** Supplied data follows **

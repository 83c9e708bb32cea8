use crate::context::SimContext;
use crate::error::SimResult;

/// A simulation subsystem that runs each tick.
///
/// Systems are executed in registration order. Each system receives
/// a mutable context providing access to the weed field, configuration,
/// clock, RNG, and event log.
pub trait System: std::fmt::Debug {
    /// Human-readable name for this system.
    fn name(&self) -> &str;

    /// Called once per tick.
    fn tick(&mut self, ctx: &mut SimContext<'_>) -> SimResult<()>;

    /// Support downcasting to concrete types for inspection.
    fn as_any(&self) -> &dyn std::any::Any;

    /// Support downcasting to concrete types for inspection.
    fn as_any_mut(&mut self) -> &mut dyn std::any::Any;
}
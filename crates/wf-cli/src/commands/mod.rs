pub mod run;
pub mod simulate;

use std::time::Duration;

use clap::{Args, ValueEnum};

use wf_simulation::{ColorMode, DriftRule, ShutdownReport, SimConfig, Simulation, SpawnPolicy};

/// Run parameters shared by every command.
#[derive(Debug, Args)]
pub struct FieldArgs {
    /// RNG seed for deterministic simulation
    #[arg(short, long, default_value = "42")]
    seed: u64,

    /// Field width in field units (default: 5.0, or 50 with --integer)
    #[arg(long)]
    width: Option<f64>,

    /// Field height in field units (default: 5.0, or 50 with --integer)
    #[arg(long)]
    height: Option<f64>,

    /// Forward advance per tick (default: 0.2, or 1 with --integer)
    #[arg(long)]
    speed: Option<f64>,

    /// Lateral drift angle in degrees (default: 10, or 90 with --integer)
    #[arg(long)]
    angle: Option<f64>,

    /// Keep coordinates whole-numbered
    #[arg(long)]
    integer: bool,

    /// Always drift in the same lateral direction instead of at random
    #[arg(long)]
    deterministic: bool,

    /// Spawn with this probability per tick instead of on every tick
    #[arg(long, value_name = "P")]
    spawn_chance: Option<f64>,

    /// Do not assign colors to weeds
    #[arg(long)]
    no_color: bool,

    /// Milliseconds between ticks
    #[arg(long, default_value = "200")]
    interval_ms: u64,
}

impl FieldArgs {
    /// Build the simulation configuration. Validation happens when the
    /// simulation is created.
    pub fn to_config(&self) -> SimConfig {
        let mut config = if self.integer {
            SimConfig::integer()
        } else {
            SimConfig::default()
        };

        let width = self.width.unwrap_or(config.field_width);
        let height = self.height.unwrap_or(config.field_height);
        config = config
            .with_seed(self.seed)
            .with_field(width, height)
            .with_tick_interval(Duration::from_millis(self.interval_ms));

        if let Some(speed) = self.speed {
            config = config.with_speed(speed);
        }
        if let Some(angle) = self.angle {
            config = config.with_angle(angle);
        }
        if self.deterministic {
            config = config.with_drift(DriftRule::Deterministic);
        }
        if let Some(p) = self.spawn_chance {
            config = config.with_spawn(SpawnPolicy::Probability(p));
        }
        if self.no_color {
            config = config.with_color(ColorMode::Off);
        }
        config
    }

    /// Create the simulation, mapping configuration errors to a message.
    pub fn build(&self) -> Result<Simulation, String> {
        Simulation::new(self.to_config()).map_err(|e| e.to_string())
    }
}

/// Output format of the shutdown report.
#[derive(Debug, Clone, Copy, PartialEq, Eq, ValueEnum)]
pub enum ReportFormat {
    Text,
    Json,
}

/// Write the shutdown report to stdout.
pub fn print_report(report: &ShutdownReport, format: ReportFormat) -> Result<(), String> {
    match format {
        ReportFormat::Text => print!("{report}"),
        ReportFormat::Json => {
            let json = serde_json::to_string_pretty(report)
                .map_err(|e| format!("failed to serialize report: {e}"))?;
            println!("{json}");
        }
    }
    Ok(())
}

** End of Supplied data **

• The problem:
Reply with one number, the count of lines in the entries that hold the string "ColorMode".

• Answer to the exercise:
2